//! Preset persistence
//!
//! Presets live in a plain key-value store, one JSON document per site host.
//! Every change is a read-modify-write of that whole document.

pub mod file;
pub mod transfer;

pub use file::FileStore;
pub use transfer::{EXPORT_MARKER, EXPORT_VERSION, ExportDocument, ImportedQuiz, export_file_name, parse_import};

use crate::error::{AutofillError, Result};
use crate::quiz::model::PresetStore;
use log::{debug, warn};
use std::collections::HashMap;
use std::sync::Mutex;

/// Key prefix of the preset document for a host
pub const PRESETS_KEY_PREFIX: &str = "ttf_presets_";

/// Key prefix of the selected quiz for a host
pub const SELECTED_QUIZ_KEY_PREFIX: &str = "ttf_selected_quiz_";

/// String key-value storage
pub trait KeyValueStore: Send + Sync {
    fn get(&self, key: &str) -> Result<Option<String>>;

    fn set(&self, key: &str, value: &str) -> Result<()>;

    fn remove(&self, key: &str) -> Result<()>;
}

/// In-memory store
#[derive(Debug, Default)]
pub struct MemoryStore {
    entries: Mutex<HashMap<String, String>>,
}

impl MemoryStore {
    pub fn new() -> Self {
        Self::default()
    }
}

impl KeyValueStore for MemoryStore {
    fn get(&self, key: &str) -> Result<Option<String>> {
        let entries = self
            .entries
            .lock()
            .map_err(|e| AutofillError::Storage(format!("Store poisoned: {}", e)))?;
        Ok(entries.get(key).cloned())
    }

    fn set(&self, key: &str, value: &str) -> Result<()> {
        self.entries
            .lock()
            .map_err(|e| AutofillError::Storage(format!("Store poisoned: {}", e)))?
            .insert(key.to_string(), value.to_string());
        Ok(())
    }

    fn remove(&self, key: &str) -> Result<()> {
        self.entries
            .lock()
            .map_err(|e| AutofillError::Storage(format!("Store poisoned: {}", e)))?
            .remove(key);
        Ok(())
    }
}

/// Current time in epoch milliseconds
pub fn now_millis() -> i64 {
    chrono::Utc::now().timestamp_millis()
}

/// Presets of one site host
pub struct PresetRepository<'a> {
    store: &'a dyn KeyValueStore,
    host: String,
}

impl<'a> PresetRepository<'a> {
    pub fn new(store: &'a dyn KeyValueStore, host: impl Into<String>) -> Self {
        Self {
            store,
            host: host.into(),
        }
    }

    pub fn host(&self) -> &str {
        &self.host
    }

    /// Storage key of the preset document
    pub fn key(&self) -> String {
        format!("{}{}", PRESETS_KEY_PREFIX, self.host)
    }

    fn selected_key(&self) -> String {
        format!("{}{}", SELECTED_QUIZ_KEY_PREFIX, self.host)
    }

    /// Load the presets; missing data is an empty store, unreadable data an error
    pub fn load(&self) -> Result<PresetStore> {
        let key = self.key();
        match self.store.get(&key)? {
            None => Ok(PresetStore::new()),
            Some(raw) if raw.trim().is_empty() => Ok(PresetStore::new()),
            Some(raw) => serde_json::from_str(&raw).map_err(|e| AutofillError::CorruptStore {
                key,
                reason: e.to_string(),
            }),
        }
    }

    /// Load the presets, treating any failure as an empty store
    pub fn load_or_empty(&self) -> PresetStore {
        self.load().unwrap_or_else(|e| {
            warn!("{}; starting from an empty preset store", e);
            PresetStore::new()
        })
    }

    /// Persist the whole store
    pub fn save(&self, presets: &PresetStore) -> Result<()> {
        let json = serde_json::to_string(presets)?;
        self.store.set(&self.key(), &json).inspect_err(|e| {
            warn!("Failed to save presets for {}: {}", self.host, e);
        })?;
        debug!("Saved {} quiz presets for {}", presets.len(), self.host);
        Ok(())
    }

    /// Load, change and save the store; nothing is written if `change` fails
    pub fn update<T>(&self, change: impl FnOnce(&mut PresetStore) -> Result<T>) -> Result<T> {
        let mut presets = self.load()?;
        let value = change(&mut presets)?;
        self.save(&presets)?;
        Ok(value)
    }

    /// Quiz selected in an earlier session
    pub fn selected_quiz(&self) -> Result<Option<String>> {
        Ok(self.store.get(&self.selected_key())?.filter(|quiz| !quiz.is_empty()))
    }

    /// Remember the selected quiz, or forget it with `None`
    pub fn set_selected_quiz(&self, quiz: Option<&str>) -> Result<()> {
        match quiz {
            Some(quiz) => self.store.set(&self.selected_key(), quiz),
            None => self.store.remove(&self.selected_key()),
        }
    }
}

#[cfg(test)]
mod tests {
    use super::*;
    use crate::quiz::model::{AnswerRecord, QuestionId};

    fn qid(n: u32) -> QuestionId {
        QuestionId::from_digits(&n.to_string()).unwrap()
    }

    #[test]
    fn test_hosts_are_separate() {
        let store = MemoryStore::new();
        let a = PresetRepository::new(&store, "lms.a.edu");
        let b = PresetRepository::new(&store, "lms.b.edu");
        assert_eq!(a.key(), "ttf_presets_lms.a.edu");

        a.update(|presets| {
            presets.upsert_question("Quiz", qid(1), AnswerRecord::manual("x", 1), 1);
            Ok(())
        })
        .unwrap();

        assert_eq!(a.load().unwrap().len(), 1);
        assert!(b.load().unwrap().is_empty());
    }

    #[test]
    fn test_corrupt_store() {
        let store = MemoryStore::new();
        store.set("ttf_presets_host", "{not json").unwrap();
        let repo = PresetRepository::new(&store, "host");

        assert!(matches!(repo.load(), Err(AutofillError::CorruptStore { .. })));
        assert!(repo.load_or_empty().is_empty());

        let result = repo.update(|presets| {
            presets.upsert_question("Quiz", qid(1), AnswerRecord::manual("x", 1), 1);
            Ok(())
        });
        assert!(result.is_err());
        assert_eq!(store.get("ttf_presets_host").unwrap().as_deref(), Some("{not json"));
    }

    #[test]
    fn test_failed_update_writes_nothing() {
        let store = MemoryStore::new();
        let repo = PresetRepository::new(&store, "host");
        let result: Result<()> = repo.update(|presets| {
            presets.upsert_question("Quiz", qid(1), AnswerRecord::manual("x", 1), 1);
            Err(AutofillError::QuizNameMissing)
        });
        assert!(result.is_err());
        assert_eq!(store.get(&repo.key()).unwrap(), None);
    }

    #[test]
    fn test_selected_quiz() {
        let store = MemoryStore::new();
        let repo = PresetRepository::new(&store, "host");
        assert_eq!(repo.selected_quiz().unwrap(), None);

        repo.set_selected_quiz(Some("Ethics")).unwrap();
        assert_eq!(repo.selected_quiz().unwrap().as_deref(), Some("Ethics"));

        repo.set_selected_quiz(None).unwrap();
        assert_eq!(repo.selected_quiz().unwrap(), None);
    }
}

**YOUR ASSIGNMENT:** Retype everything in the material above exactly.

**ANSWER TO THIS TASK:**
//! Preset persistence
//!
//! Presets live in a plain key-value store, one JSON document per site host.
//! Every change is a read-modify-write of that whole document.

pub mod file;
pub mod transfer;

pub use file::FileStore;
pub use transfer::{EXPORT_MARKER, EXPORT_VERSION, ExportDocument, ImportedQuiz, export_file_name, parse_import};

use crate::error::{AutofillError, Result};
use crate::quiz::model::PresetStore;
use log::{debug, warn};
use std::collections::HashMap;
use std::sync::Mutex;

/// Key prefix of the preset document for a host
pub const PRESETS_KEY_PREFIX: &str = "ttf_presets_";

/// Key prefix of the selected quiz for a host
pub const SELECTED_QUIZ_KEY_PREFIX: &str = "ttf_selected_quiz_";

/// String key-value storage
pub trait KeyValueStore: Send + Sync {
    fn get(&self, key: &str) -> Result<Option<String>>;

    fn set(&self, key: &str, value: &str) -> Result<()>;

    fn remove(&self, key: &str) -> Result<()>;
}

/// In-memory store
#[derive(Debug, Default)]
pub struct MemoryStore {
    entries: Mutex<HashMap<String, String>>,
}

impl MemoryStore {
    pub fn new() -> Self {
        Self::default()
    }
}

impl KeyValueStore for MemoryStore {
    fn get(&self, key: &str) -> Result<Option<String>> {
        let entries = self
            .entries
            .lock()
            .map_err(|e| AutofillError::Storage(format!("Store poisoned: {}", e)))?;
        Ok(entries.get(key).cloned())
    }

    fn set(&self, key: &str, value: &str) -> Result<()> {
        self.entries
            .lock()
            .map_err(|e| AutofillError::Storage(format!("Store poisoned: {}", e)))?
            .insert(key.to_string(), value.to_string());
        Ok(())
    }

    fn remove(&self, key: &str) -> Result<()> {
        self.entries
            .lock()
            .map_err(|e| AutofillError::Storage(format!("Store poisoned: {}", e)))?
            .remove(key);
        Ok(())
    }
}

/// Current time in epoch milliseconds
pub fn now_millis() -> i64 {
    chrono::Utc::now().timestamp_millis()
}

/// Presets of one site host
pub struct PresetRepository<'a> {
    store: &'a dyn KeyValueStore,
    host: String,
}

impl<'a> PresetRepository<'a> {
    pub fn new(store: &'a dyn KeyValueStore, host: impl Into<String>) -> Self {
        Self {
            store,
            host: host.into(),
        }
    }

    pub fn host(&self) -> &str {
        &self.host
    }

    /// Storage key of the preset document
    pub fn key(&self) -> String {
        format!("{}{}", PRESETS_KEY_PREFIX, self.host)
    }

    fn selected_key(&self) -> String {
        format!("{}{}", SELECTED_QUIZ_KEY_PREFIX, self.host)
    }

    /// Load the presets; missing data is an empty store, unreadable data an error
    pub fn load(&self) -> Result<PresetStore> {
        let key = self.key();
        match self.store.get(&key)? {
            None => Ok(PresetStore::new()),
            Some(raw) if raw.trim().is_empty() => Ok(PresetStore::new()),
            Some(raw) => serde_json::from_str(&raw).map_err(|e| AutofillError::CorruptStore {
                key,
                reason: e.to_string(),
            }),
        }
    }

    /// Load the presets, treating any failure as an empty store
    pub fn load_or_empty(&self) -> PresetStore {
        self.load().unwrap_or_else(|e| {
            warn!("{}; starting from an empty preset store", e);
            PresetStore::new()
        })
    }

    /// Persist the whole store
    pub fn save(&self, presets: &PresetStore) -> Result<()> {
        let json = serde_json::to_string(presets)?;
        self.store.set(&self.key(), &json).inspect_err(|e| {
            warn!("Failed to save presets for {}: {}", self.host, e);
        })?;
        debug!("Saved {} quiz presets for {}", presets.len(), self.host);
        Ok(())
    }

    /// Load, change and save the store; nothing is written if `change` fails
    pub fn update<T>(&self, change: impl FnOnce(&mut PresetStore) -> Result<T>) -> Result<T> {
        let mut presets = self.load()?;
        let value = change(&mut presets)?;
        self.save(&presets)?;
        Ok(value)
    }

    /// Quiz selected in an earlier session
    pub fn selected_quiz(&self) -> Result<Option<String>> {
        Ok(self.store.get(&self.selected_key())?.filter(|quiz| !quiz.is_empty()))
    }

    /// Remember the selected quiz, or forget it with `None`
    pub fn set_selected_quiz(&self, quiz: Option<&str>) -> Result<()> {
        match quiz {
            Some(quiz) => self.store.set(&self.selected_key(), quiz),
            None => self.store.remove(&self.selected_key()),
        }
    }
}

#[cfg(test)]
mod tests {
    use super::*;
    use crate::quiz::model::{AnswerRecord, QuestionId};

    fn qid(n: u32) -> QuestionId {
        QuestionId::from_digits(&n.to_string()).unwrap()
    }

    #[test]
    fn test_hosts_are_separate() {
        let store = MemoryStore::new();
        let a = PresetRepository::new(&store, "lms.a.edu");
        let b = PresetRepository::new(&store, "lms.b.edu");
        assert_eq!(a.key(), "ttf_presets_lms.a.edu");

        a.update(|presets| {
            presets.upsert_question("Quiz", qid(1), AnswerRecord::manual("x", 1), 1);
            Ok(())
        })
        .unwrap();

        assert_eq!(a.load().unwrap().len(), 1);
        assert!(b.load().unwrap().is_empty());
    }

    #[test]
    fn test_corrupt_store() {
        let store = MemoryStore::new();
        store.set("ttf_presets_host", "{not json").unwrap();
        let repo = PresetRepository::new(&store, "host");

        assert!(matches!(repo.load(), Err(AutofillError::CorruptStore { .. })));
        assert!(repo.load_or_empty().is_empty());

        let result = repo.update(|presets| {
            presets.upsert_question("Quiz", qid(1), AnswerRecord::manual("x", 1), 1);
            Ok(())
        });
        assert!(result.is_err());
        assert_eq!(store.get("ttf_presets_host").unwrap().as_deref(), Some("{not json"));
    }

    #[test]
    fn test_failed_update_writes_nothing() {
        let store = MemoryStore::new();
        let repo = PresetRepository::new(&store, "host");
        let result: Result<()> = repo.update(|presets| {
            presets.upsert_question("Quiz", qid(1), AnswerRecord::manual("x", 1), 1);
            Err(AutofillError::QuizNameMissing)
        });
        assert!(result.is_err());
        assert_eq!(store.get(&repo.key()).unwrap(), None);
    }

    #[test]
    fn test_selected_quiz() {
        let store = MemoryStore::new();
        let repo = PresetRepository::new(&store, "host");
        assert_eq!(repo.selected_quiz().unwrap(), None);

        repo.set_selected_quiz(Some("Ethics")).unwrap();
        assert_eq!(repo.selected_quiz().unwrap().as_deref(), Some("Ethics"));

        repo.set_selected_quiz(None).unwrap();
        assert_eq!(repo.selected_quiz().unwrap(), None);
    }
}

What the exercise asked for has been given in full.